C’è un segnale che, più di ogni calendario, annuncia l’arrivo dell’autunno: il ritorno degli uccelli migratori. Al lago Hula, nel nord di Israele, il viaggio è già cominciato. I primi otto fenicotteri hanno raggiunto lo specchio d’acqua, dando il via a una delle stagioni più spettacolari dell’anno per gli amanti della natura.
L’arrivo dei fenicotteri è solo l’inizio. Nelle prossime settimane la valle di Hula sarà attraversata da grandi stormi diretti tra Europa e Africa. Il lago è infatti uno dei principali punti di sosta lungo questa rotta: qui gli uccelli si fermano per riposare, alimentarsi e recuperare le energie prima di riprendere il viaggio.

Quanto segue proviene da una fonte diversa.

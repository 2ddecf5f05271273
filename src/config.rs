//! Crate configuration.
//!
//! Mirrors the layering the teacher codebase uses for its database config
//! (`DatabaseConfig::from_env`): defaults first, then environment variables,
//! with a data-directory fallback that follows the XDG base-directory
//! convention.

use std::path::PathBuf;

/// Top-level configuration for an [`crate::manager::GraphManager`] instance.
#[derive(Debug, Clone)]
pub struct EngramConfig {
    /// Root of on-disk persistence (`chunks/`, `chunk-meta/`, `neurons/`,
    /// `index/`, `probabilistic/`).
    pub data_dir: PathBuf,
    /// Fixed embedding vector length. All vectors are validated against this.
    pub embedding_dim: usize,
    pub hnsw: HnswConfig,
    pub compaction: CompactionConfig,
    pub serial_queue_max_pending: usize,
    pub attractor: AttractorConfig,
    pub inference: InferenceConfig,
}

impl Default for EngramConfig {
    fn default() -> Self {
        Self {
            data_dir: default_data_dir(),
            embedding_dim: 384,
            hnsw: HnswConfig::default(),
            compaction: CompactionConfig::default(),
            serial_queue_max_pending: 100,
            attractor: AttractorConfig::default(),
            inference: InferenceConfig::default(),
        }
    }
}

impl EngramConfig {
    /// Load configuration from environment variables, falling back to
    /// defaults for anything unset. Recognized variables are prefixed
    /// `ENGRAM_`.
    pub fn from_env() -> Self {
        let mut cfg = Self::default();

        if let Ok(dir) = std::env::var("ENGRAM_DATA_DIR") {
            cfg.data_dir = PathBuf::from(dir);
        }
        if let Some(dim) = env_parse::<usize>("ENGRAM_EMBEDDING_DIM") {
            cfg.embedding_dim = dim;
        }
        if let Some(m) = env_parse::<usize>("ENGRAM_HNSW_M") {
            cfg.hnsw.m = m;
        }
        if let Some(ef) = env_parse::<usize>("ENGRAM_HNSW_EF_CONSTRUCTION") {
            cfg.hnsw.ef_construction = ef;
        }
        if let Some(ef) = env_parse::<usize>("ENGRAM_HNSW_EF_SEARCH") {
            cfg.hnsw.ef_search = ef;
        }
        if let Some(seed) = env_parse::<u64>("ENGRAM_HNSW_SEED") {
            cfg.hnsw.seed = seed;
        }
        if let Some(t) = env_parse::<usize>("ENGRAM_COMPACTION_TOMBSTONE_THRESHOLD") {
            cfg.compaction.tombstone_threshold = t;
        }
        if let Some(ms) = env_parse::<u64>("ENGRAM_COMPACTION_INTERVAL_MS") {
            cfg.compaction.interval_ms = ms;
        }
        if let Some(p) = env_parse::<usize>("ENGRAM_SERIAL_QUEUE_MAX_PENDING") {
            cfg.serial_queue_max_pending = p;
        }
        if let Some(d) = env_parse::<f64>("ENGRAM_ATTRACTOR_DECAY_FACTOR") {
            cfg.attractor.decay_factor = d;
        }
        if let Some(f) = env_parse::<f64>("ENGRAM_ATTRACTOR_FLOOR") {
            cfg.attractor.floor = f;
        }
        if let Some(b) = env_parse::<f64>("ENGRAM_ATTRACTOR_BOTTLENECK_THRESHOLD") {
            cfg.attractor.bottleneck_threshold = b;
        }
        if let Some(p) = env_parse::<f64>("ENGRAM_INFERENCE_ABDUCTION_PENALTY") {
            cfg.inference.abduction_penalty = p;
        }

        cfg
    }

    /// Paths of the three on-disk artifact roots (`spec.md` §6).
    pub fn chunks_dir(&self) -> PathBuf {
        self.data_dir.join("chunks")
    }

    pub fn chunk_meta_dir(&self) -> PathBuf {
        self.data_dir.join("chunk-meta")
    }

    pub fn neurons_dir(&self) -> PathBuf {
        self.data_dir.join("neurons")
    }

    pub fn index_dir(&self) -> PathBuf {
        self.data_dir.join("index")
    }

    pub fn probabilistic_dir(&self) -> PathBuf {
        self.data_dir.join("probabilistic")
    }
}

/// HNSW construction/search parameters (`spec.md` §4.6, §6).
#[derive(Debug, Clone)]
pub struct HnswConfig {
    pub m: usize,
    pub ef_construction: usize,
    pub ef_search: usize,
    pub m_l: f64,
    pub seed: u64,
}

impl Default for HnswConfig {
    fn default() -> Self {
        let m = 16;
        Self {
            m,
            ef_construction: 200,
            ef_search: 50,
            m_l: 1.0 / (m as f64).ln(),
            seed: 0,
        }
    }
}

/// Compaction scheduler triggers (`spec.md` §4.7, §6).
#[derive(Debug, Clone)]
pub struct CompactionConfig {
    pub tombstone_threshold: usize,
    pub interval_ms: u64,
}

impl Default for CompactionConfig {
    fn default() -> Self {
        Self {
            tombstone_threshold: 50,
            interval_ms: 300_000,
        }
    }
}

/// Attractor model parameters (`spec.md` §4.10, §6).
#[derive(Debug, Clone)]
pub struct AttractorConfig {
    pub decay_factor: f64,
    pub floor: f64,
    pub bottleneck_threshold: f64,
}

impl Default for AttractorConfig {
    fn default() -> Self {
        Self {
            decay_factor: 0.99,
            floor: 0.01,
            bottleneck_threshold: 0.3,
        }
    }
}

/// Inference engine parameters (`spec.md` §4.9, §6).
#[derive(Debug, Clone)]
pub struct InferenceConfig {
    pub abduction_penalty: f64,
    pub similarity_mode_weight: f64,
    pub synapse_type_weights: SynapseTypeWeights,
}

impl Default for InferenceConfig {
    fn default() -> Self {
        Self {
            abduction_penalty: 0.8,
            similarity_mode_weight: 1.0,
            synapse_type_weights: SynapseTypeWeights::default(),
        }
    }
}

/// Per-synapse-type edge weights used by the inference engine.
#[derive(Debug, Clone)]
pub struct SynapseTypeWeights {
    pub causal: f64,
    pub temporal: f64,
    pub similar: f64,
    pub associative: f64,
}

impl Default for SynapseTypeWeights {
    fn default() -> Self {
        Self {
            causal: 1.0,
            temporal: 0.9,
            similar: 0.7,
            associative: 0.5,
        }
    }
}

impl SynapseTypeWeights {
    pub fn weight_for(&self, ty: &crate::graph::types::SynapseType) -> f64 {
        use crate::graph::types::SynapseType;
        match ty {
            SynapseType::Causal => self.causal,
            SynapseType::Temporal => self.temporal,
            SynapseType::Similar => self.similar,
            SynapseType::Associative => self.associative,
            SynapseType::Other(_) => self.associative,
        }
    }
}

fn env_parse<T: std::str::FromStr>(key: &str) -> Option<T> {
    std::env::var(key).ok().and_then(|v| v.parse().ok())
}

/// Development fallback consistent with the XDG base directory spec.
fn default_data_dir() -> PathBuf {
    if let Some(data_home) = std::env::var_os("XDG_DATA_HOME") {
        return PathBuf::from(data_home).join("engram");
    }
    if let Some(home) = dirs::home_dir() {
        return home.join(".local").join("share").join("engram");
    }
    PathBuf::from("./data/engram")
}
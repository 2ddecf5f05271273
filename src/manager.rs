//! Graph manager (C8): façade binding the chunk store, neuron/synapse
//! store, HNSW index and compaction scheduler, enforcing the invariants
//! that span all four on every mutation.

use crate::chunk::{Chunk, ChunkStore};
use crate::chunker;
use crate::compaction::{Compactable, CompactionScheduler};
use crate::config::EngramConfig;
use crate::embedding::{embed_with_timeout, EmbeddingProvider};
use crate::error::{EngramError, Result};
use crate::events::{Event, EventBus};
use crate::graph::{Neuron, NeuronMetadata, NeuronStore, Synapse, SynapseType};
use crate::index::HnswIndex;
use crate::merkle;
use crate::queue::SerialQueue;
use std::collections::HashSet;
use std::sync::Arc;
use std::time::Duration;
use tracing::{info, warn};
use uuid::Uuid;

const EMBEDDING_TIMEOUT: Duration = Duration::from_secs(10);
/// Default upper bound on a single chunk's byte length.
pub const DEFAULT_MAX_CHUNK_LEN: usize = 2048;

pub struct GraphManager {
    config: EngramConfig,
    chunks: ChunkStore,
    neurons: NeuronStore,
    index: Arc<HnswIndex>,
    compaction: Arc<CompactionScheduler>,
    embedder: Arc<dyn EmbeddingProvider>,
    events: EventBus,
}

impl GraphManager {
    pub fn new(config: EngramConfig, embedder: Arc<dyn EmbeddingProvider>, events: EventBus) -> Result<Self> {
        std::fs::create_dir_all(&config.data_dir)?;
        let queue = Arc::new(SerialQueue::new(config.serial_queue_max_pending));
        let chunks = ChunkStore::open(&config.data_dir)?;
        let neurons = NeuronStore::open(&config.data_dir, queue)?;
        let index = Arc::new(HnswIndex::new(&config.hnsw));
        let stores: Vec<Arc<dyn Compactable>> = vec![Arc::new(chunks.clone())];
        let compaction = CompactionScheduler::new(index.clone(), stores, config.compaction.clone());

        Ok(Self {
            config,
            chunks,
            neurons,
            index,
            compaction,
            embedder,
            events,
        })
    }

    /// Rebuild the HNSW index from the live neuron set. Called on startup:
    /// the index is a cache whose authority is the neuron store
    /// (`spec.md` §9).
    pub async fn rebuild_index(&self) -> Result<usize> {
        let mut count = 0;
        for id in self.neurons.get_all_neuron_ids()? {
            if let Some(neuron) = self.neurons.get_neuron(&id)? {
                self.index.insert(neuron.id, neuron.embedding).await;
                count += 1;
            }
        }
        info!(count, "graph manager: rebuilt HNSW index from neuron store");
        Ok(count)
    }

    /// Embed, chunk, seal with a Merkle root, and insert `text` as a new
    /// neuron. Returns the new neuron's id.
    pub async fn insert_text(
        &self,
        text: &str,
        source_type: impl Into<String>,
        tags: HashSet<String>,
    ) -> Result<Uuid> {
        let embedding = embed_with_timeout(self.embedder.as_ref(), text, EMBEDDING_TIMEOUT).await?;
        if embedding.len() != self.config.embedding_dim {
            return Err(EngramError::DimensionMismatch {
                expected: self.config.embedding_dim,
                actual: embedding.len(),
            });
        }

        let chunks = chunker::split(text, DEFAULT_MAX_CHUNK_LEN);
        let mut hashes = Vec::with_capacity(chunks.len());
        for chunk in &chunks {
            hashes.push(self.chunks.put(chunk).await?);
        }

        let root = merkle::build_tree(&hashes).root();
        let neuron = Neuron::new(embedding, hashes, root, NeuronMetadata::new(source_type, tags));

        self.neurons.put_neuron(&neuron)?;
        self.index.insert(neuron.id, neuron.embedding.clone()).await;
        self.events.publish(Event::NeuronCreated(neuron.id));

        Ok(neuron.id)
    }

    /// Insert an already-chunked neuron (bypassing the chunker, e.g. for
    /// content that arrived pre-split).
    pub async fn insert_chunks(
        &self,
        chunks: &[Chunk],
        embedding: Vec<f32>,
        source_type: impl Into<String>,
        tags: HashSet<String>,
    ) -> Result<Uuid> {
        if embedding.len() != self.config.embedding_dim {
            return Err(EngramError::DimensionMismatch {
                expected: self.config.embedding_dim,
                actual: embedding.len(),
            });
        }

        let mut hashes = Vec::with_capacity(chunks.len());
        for chunk in chunks {
            hashes.push(self.chunks.put(chunk).await?);
        }

        let root = merkle::build_tree(&hashes).root();
        let neuron = Neuron::new(embedding, hashes, root, NeuronMetadata::new(source_type, tags));

        self.neurons.put_neuron(&neuron)?;
        self.index.insert(neuron.id, neuron.embedding.clone()).await;
        self.events.publish(Event::NeuronCreated(neuron.id));

        Ok(neuron.id)
    }

    pub fn get_neuron(&self, id: &Uuid) -> Result<Option<Neuron>> {
        self.neurons.get_neuron(id)
    }

    /// Tombstone in the index, remove from the neuron store, decrement
    /// chunk refcounts, and nudge the compaction scheduler.
    pub async fn delete_neuron(&self, id: Uuid) -> Result<bool> {
        self.index.delete(&id).await;
        let removed = self.neurons.remove_neuron(id).await?;

        let Some(neuron) = removed else {
            return Ok(false);
        };

        for hash in &neuron.chunk_hashes {
            if let Err(e) = self.chunks.delete(hash).await {
                warn!(error = %e, hash = %hash, "graph manager: failed to decrement chunk refcount on neuron delete");
            }
        }

        self.compaction.maybe_compact().await;
        self.events.publish(Event::NeuronDeleted(id));
        Ok(true)
    }

    /// k-NN search, resolved through the neuron store. Ids the index
    /// returns but the store no longer has (stale cache) are dropped
    /// rather than surfaced as an error.
    pub async fn find_similar(&self, query: &[f32], k: usize, ef: Option<usize>) -> Result<Vec<(Neuron, f32)>> {
        let hits = self.index.search(query, k, ef).await;
        let mut out = Vec::with_capacity(hits.len());
        for (id, similarity) in hits {
            if let Some(neuron) = self.neurons.get_neuron(&id)? {
                out.push((neuron, similarity));
            }
        }
        Ok(out)
    }

    pub async fn add_synapse(
        &self,
        source_id: Uuid,
        target_id: Uuid,
        synapse_type: SynapseType,
        weight: f32,
    ) -> Result<Uuid> {
        let synapse = Synapse::new(source_id, target_id, synapse_type, weight);
        let id = synapse.id;
        self.neurons.add_synapse(synapse).await?;
        self.events.publish(Event::SynapseFormed(id));
        Ok(id)
    }

    pub async fn remove_synapse(&self, source_id: Uuid, synapse_id: Uuid) -> Result<()> {
        self.neurons.remove_synapse(source_id, synapse_id).await?;
        self.events.publish(Event::SynapseRemoved(synapse_id));
        Ok(())
    }

    pub fn neuron_store(&self) -> &NeuronStore {
        &self.neurons
    }

    pub fn chunk_store(&self) -> &ChunkStore {
        &self.chunks
    }

    pub fn index(&self) -> &Arc<HnswIndex> {
        &self.index
    }

    pub fn compaction(&self) -> &Arc<CompactionScheduler> {
        &self.compaction
    }

    pub fn config(&self) -> &EngramConfig {
        &self.config
    }
}

#[cfg(test)]
mod tests {
    use super::*;
    use crate::embedding::StubEmbedder;

    fn manager(dim: usize) -> (tempfile::TempDir, GraphManager) {
        let dir = tempfile::tempdir().unwrap();
        let mut config = EngramConfig::default();
        config.data_dir = dir.path().to_path_buf();
        config.embedding_dim = dim;
        let mgr = GraphManager::new(config, Arc::new(StubEmbedder::new(dim)), EventBus::new(16)).unwrap();
        (dir, mgr)
    }

    #[tokio::test]
    async fn insert_text_then_find_similar() {
        let (_dir, mgr) = manager(16);
        let id = mgr.insert_text("the quick brown fox", "doc", HashSet::new()).await.unwrap();

        let neuron = mgr.get_neuron(&id).unwrap().unwrap();
        let results = mgr.find_similar(&neuron.embedding, 1, None).await.unwrap();
        assert_eq!(results.len(), 1);
        assert_eq!(results[0].0.id, id);
        assert!((results[0].1 - 1.0).abs() < 1e-4);
    }

    #[tokio::test]
    async fn insert_with_wrong_dimension_embedding_is_rejected() {
        let (_dir, mgr) = manager(16);
        let err = mgr
            .insert_chunks(&[], vec![0.0; 4], "doc", HashSet::new())
            .await
            .unwrap_err();
        assert!(matches!(err, EngramError::DimensionMismatch { expected: 16, actual: 4 }));
    }

    #[tokio::test]
    async fn delete_neuron_removes_it_and_decrements_chunk_refcounts() {
        let (_dir, mgr) = manager(16);
        let id = mgr.insert_text("shared content here", "doc", HashSet::new()).await.unwrap();
        let neuron = mgr.get_neuron(&id).unwrap().unwrap();
        let hash = neuron.chunk_hashes[0];

        assert!(mgr.delete_neuron(id).await.unwrap());
        assert!(mgr.get_neuron(&id).unwrap().is_none());
        assert!(!mgr.chunk_store().has(&hash).unwrap());
    }

    #[tokio::test]
    async fn find_similar_drops_stale_index_entries() {
        let (_dir, mgr) = manager(16);
        let id = mgr.insert_text("stale entry test", "doc", HashSet::new()).await.unwrap();
        let neuron = mgr.get_neuron(&id).unwrap().unwrap();

        // Remove from the neuron store only, simulating a crash between
        // tombstone and physical removal (spec.md §9).
        mgr.neuron_store().remove_neuron(id).await.unwrap();

        let results = mgr.find_similar(&neuron.embedding, 5, None).await.unwrap();
        assert!(results.iter().all(|(n, _)| n.id != id));
    }

    #[tokio::test]
    async fn add_and_remove_synapse_round_trip() {
        let (_dir, mgr) = manager(16);
        let a = mgr.insert_text("alpha", "doc", HashSet::new()).await.unwrap();
        let b = mgr.insert_text("beta", "doc", HashSet::new()).await.unwrap();

        let synapse_id = mgr.add_synapse(a, b, SynapseType::Causal, 0.8).await.unwrap();
        let outgoing = mgr.neuron_store().get_outgoing_synapses(&a).unwrap();
        assert_eq!(outgoing.len(), 1);

        mgr.remove_synapse(a, synapse_id).await.unwrap();
        assert!(mgr.neuron_store().get_outgoing_synapses(&a).unwrap().is_empty());
    }
}
//! On-disk metadata record for a stored chunk (`spec.md` §6 JSON schema).

use crate::hash::Hash;
use chrono::{DateTime, Utc};
use serde::{Deserialize, Serialize};

#[derive(Debug, Clone, Serialize, Deserialize)]
pub struct ChunkMeta {
    pub hash: Hash,
    pub size: u64,
    pub index: u32,
    pub offset: u64,
    pub fingerprint: Option<u64>,
    pub created_at: DateTime<Utc>,
    pub ref_count: i64,
}
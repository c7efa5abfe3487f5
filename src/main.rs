use axum::routing::get;
use metrics_exporter_prometheus::PrometheusBuilder;
use std::net::SocketAddr;
use std::sync::Arc;
use std::time::Duration;
use tower_http::compression::CompressionLayer;
use tower_http::cors::CorsLayer;
use tower_http::limit::RequestBodyLimitLayer;
use tower_http::trace::TraceLayer;
use tracing_subscriber::EnvFilter;

use scan_translate::{
    app_state::AppState,
    config::AppConfig,
    middleware::rate_limit::RateLimiterRegistry,
    routes,
    services::{
        broker::{MessageBroker, RedisBroker},
        status_store::{RedisStatusStore, StatusStore},
        storage::{ObjectStorage, S3Storage},
    },
};

#[tokio::main]
async fn main() {
    // Initialize structured logging
    tracing_subscriber::fmt()
        .with_env_filter(
            EnvFilter::try_from_default_env().unwrap_or_else(|_| EnvFilter::new("info")),
        )
        .json()
        .init();

    // Load configuration from environment
    let config = AppConfig::from_env().expect("Failed to load configuration from environment");

    tracing::info!("Initializing scan-translate ingestion server");

    // Initialize Prometheus metrics recorder
    let prometheus_handle = PrometheusBuilder::new()
        .install_recorder()
        .expect("Failed to install Prometheus metrics recorder");
    let prometheus_handle = Arc::new(prometheus_handle);

    metrics::describe_counter!("jobs_submitted_total", "Jobs admitted into the pipeline");
    metrics::describe_counter!(
        "jobs_deduplicated_total",
        "Uploads answered with an existing job id"
    );
    metrics::describe_counter!(
        "rate_limited_requests_total",
        "Uploads rejected by the per-client rate limiter"
    );

    tracing::info!("Connecting to Redis");
    let connect_timeout = Duration::from_secs(config.broker_connect_timeout_secs);
    let broker = RedisBroker::connect(&config.redis_url, connect_timeout)
        .await
        .expect("Failed to connect to message broker");
    let store = RedisStatusStore::connect(&config.redis_url, connect_timeout)
        .await
        .expect("Status store is unreachable");

    let storage: Option<Arc<dyn ObjectStorage>> = config.s3_settings().map(|settings| {
        tracing::info!(bucket = %settings.bucket, "Initializing object storage client");
        Arc::new(S3Storage::new(&settings).expect("Failed to initialize object storage client"))
            as Arc<dyn ObjectStorage>
    });

    let broker: Arc<dyn MessageBroker> = Arc::new(broker);
    let store: Arc<dyn StatusStore> = Arc::new(store);
    let state = AppState::new(&config, store, broker, storage);

    let limiter = Arc::new(RateLimiterRegistry::new(
        config.rate_limit_per_second,
        config.rate_limit_burst,
        Duration::from_secs(config.rate_limit_idle_secs),
    ));

    let app = routes::api_router(state, limiter, config.max_upload_bytes)
        // Prometheus metrics endpoint (separate state)
        .route(
            "/metrics",
            get(routes::metrics::prometheus_metrics).with_state(prometheus_handle),
        )
        .layer(TraceLayer::new_for_http())
        .layer(CompressionLayer::new())
        .layer(CorsLayer::permissive())
        .layer(RequestBodyLimitLayer::new(config.max_upload_bytes));

    tracing::info!("Starting scan-translate on {}", config.bind_addr);

    let listener = tokio::net::TcpListener::bind(&config.bind_addr)
        .await
        .expect("Failed to bind to address");

    tracing::info!("Server listening on {}", config.bind_addr);

    axum::serve(
        listener,
        app.into_make_service_with_connect_info::<SocketAddr>(),
    )
    .await
    .expect("Server error");
}
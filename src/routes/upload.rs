use axum::extract::{Multipart, State};
use axum::http::StatusCode;
use axum::response::{IntoResponse, Response};
use axum::Json;

use crate::app_state::AppState;
use crate::models::responses::{ErrorResponse, UploadResponse};
use crate::services::ingestion::{Admission, AdmissionError, Upload};

impl IntoResponse for AdmissionError {
    fn into_response(self) -> Response {
        if self.is_client_error() {
            let body = ErrorResponse {
                error: self.to_string(),
            };
            return (StatusCode::BAD_REQUEST, Json(body)).into_response();
        }

        tracing::error!(error = %self, "Admission failed");
        let body = ErrorResponse {
            error: "Failed to submit job".to_string(),
        };
        (StatusCode::INTERNAL_SERVER_ERROR, Json(body)).into_response()
    }
}

/// POST /upload: admit one document image (multipart field `file`).
pub async fn upload(
    State(state): State<AppState>,
    mut multipart: Multipart,
) -> Result<Json<UploadResponse>, AdmissionError> {
    let mut upload = None;

    while let Some(field) = multipart
        .next_field()
        .await
        .map_err(|_| AdmissionError::MissingFile)?
    {
        if field.name() == Some("file") {
            let filename = field.file_name().unwrap_or_default().to_string();
            let bytes = field.bytes().await.map_err(|_| AdmissionError::MissingFile)?;
            upload = Some(Upload {
                filename,
                bytes: bytes.to_vec(),
            });
        }
    }

    let upload = upload.ok_or(AdmissionError::MissingFile)?;
    let admission = state.ingestion.admit(upload).await?;

    let message = match admission {
        Admission::Created(_) => "Job submitted",
        Admission::Existing(_) => "Job already submitted",
    };
    Ok(Json(UploadResponse {
        message: message.to_string(),
        job_id: admission.job_id().to_string(),
    }))
}
use axum::extract::{ConnectInfo, Request, State};
use axum::http::StatusCode;
use axum::middleware::Next;
use axum::response::{IntoResponse, Response};
use axum::Json;
use governor::{DefaultDirectRateLimiter, Quota, RateLimiter};
use std::collections::HashMap;
use std::net::SocketAddr;
use std::num::NonZeroU32;
use std::sync::{Arc, Mutex};
use std::time::{Duration, Instant};

use crate::models::responses::ErrorResponse;

struct ClientLimiter {
    limiter: DefaultDirectRateLimiter,
    last_seen: Instant,
}

/// Per-client token buckets, created on first request and evicted after
/// `idle` without traffic. Lookup, creation and eviction share one lock.
pub struct RateLimiterRegistry {
    quota: Quota,
    idle: Duration,
    clients: Mutex<HashMap<String, ClientLimiter>>,
}

impl RateLimiterRegistry {
    pub fn new(per_second: u32, burst: u32, idle: Duration) -> Self {
        let per_second = NonZeroU32::new(per_second).unwrap_or(NonZeroU32::MIN);
        let burst = NonZeroU32::new(burst).unwrap_or(NonZeroU32::MIN);
        Self {
            quota: Quota::per_second(per_second).allow_burst(burst),
            idle,
            clients: Mutex::new(HashMap::new()),
        }
    }

    /// Take one token for `client`; `false` means the request must be rejected.
    pub fn check(&self, client: &str) -> bool {
        self.check_at(client, Instant::now())
    }

    pub fn check_at(&self, client: &str, now: Instant) -> bool {
        let mut clients = self.clients.lock().unwrap_or_else(|e| e.into_inner());
        clients.retain(|_, c| now.saturating_duration_since(c.last_seen) <= self.idle);

        let entry = clients
            .entry(client.to_string())
            .or_insert_with(|| ClientLimiter {
                limiter: RateLimiter::direct(self.quota),
                last_seen: now,
            });
        entry.last_seen = now;
        entry.limiter.check().is_ok()
    }

    /// Number of clients currently tracked.
    pub fn tracked(&self) -> usize {
        self.clients.lock().map(|c| c.len()).unwrap_or(0)
    }
}

/// Key requests by peer address, falling back to the first `X-Forwarded-For` hop.
fn client_key(request: &Request) -> String {
    if let Some(ConnectInfo(addr)) = request.extensions().get::<ConnectInfo<SocketAddr>>() {
        return addr.ip().to_string();
    }
    request
        .headers()
        .get("x-forwarded-for")
        .and_then(|v| v.to_str().ok())
        .and_then(|v| v.split(',').next())
        .map(|v| v.trim().to_string())
        .filter(|v| !v.is_empty())
        .unwrap_or_else(|| "unknown".to_string())
}

/// Rejects over-quota clients with 429 before the handler runs.
pub async fn rate_limit(
    State(registry): State<Arc<RateLimiterRegistry>>,
    request: Request,
    next: Next,
) -> Response {
    let client = client_key(&request);
    if !registry.check(&client) {
        metrics::counter!("rate_limited_requests_total").increment(1);
        tracing::warn!(client = %client, "Rate limit exceeded");
        return (
            StatusCode::TOO_MANY_REQUESTS,
            Json(ErrorResponse {
                error: "Rate limit exceeded. Please try again later.".to_string(),
            }),
        )
            .into_response();
    }
    next.run(request).await
}
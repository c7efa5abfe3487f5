use std::path::PathBuf;
use std::sync::Arc;

use crate::config::AppConfig;
use crate::services::{
    broker::MessageBroker,
    ingestion::IngestionService,
    status_store::StatusStore,
    storage::ObjectStorage,
};

/// Shared application state passed to all route handlers.
#[derive(Clone)]
pub struct AppState {
    pub store: Arc<dyn StatusStore>,
    pub broker: Arc<dyn MessageBroker>,
    pub storage: Option<Arc<dyn ObjectStorage>>,
    pub ingestion: Arc<IngestionService>,
    pub output_dir: PathBuf,
    pub presign_ttl_secs: u32,
}

impl AppState {
    pub fn new(
        config: &AppConfig,
        store: Arc<dyn StatusStore>,
        broker: Arc<dyn MessageBroker>,
        storage: Option<Arc<dyn ObjectStorage>>,
    ) -> Self {
        let ingestion = IngestionService::new(config, store.clone(), broker.clone(), storage.clone());
        Self {
            store,
            broker,
            storage,
            ingestion: Arc::new(ingestion),
            output_dir: PathBuf::from(&config.output_dir),
            presign_ttl_secs: config.presign_ttl_secs,
        }
    }
}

In questi giorni sono già state osservate diverse specie, tra cui limicoli, passeriformi, combattenti, chiurli, aironi cenerini e spatole. Il numero degli uccelli è destinato ad aumentare con il progressivo accorciarsi delle giornate, uno dei segnali ambientali che contribuiscono a regolare l’inizio della migrazione.
“È sempre emozionante osservare il lago riempirsi di vita”, racconta Inbar Shlomit Rubin, responsabile sul campo del parco del lago Hula. Ogni anno più di 500 milioni di uccelli, appartenenti ad almeno 390 specie, attraversano la valle.
Per avere un’idea della quantità e della varietà di uccelli che passano da questa piccola area, basta fare un confronto con il Nord America, circa mille volte più esteso di Israele, dove si registra appena il doppio delle specie. La migrazione richiama anche centinaia di migliaia di visitatori, che raggiungono la zona per osservare gli animali durante la sosta.
“Siamo ora in una stagione affascinante”, spiega Rubin. “Da un lato, gli ultimi uccelli che hanno nidificato si stanno ancora prendendo cura dei loro piccoli. Dall’altro, ogni mattina porta una nuova sorpresa, mentre scopriamo quali specie sono arrivate al lago durante la notte”.
La migrazione torna così a scandire il ritmo delle stagioni nella valle di Hula, seguendo un ciclo naturale che ogni anno porta sulle stesse rotte specie diverse e milioni di uccelli. Per qualche settimana, il loro passaggio sarà uno degli appuntamenti più significativi della stagione nell’Alta Galilea.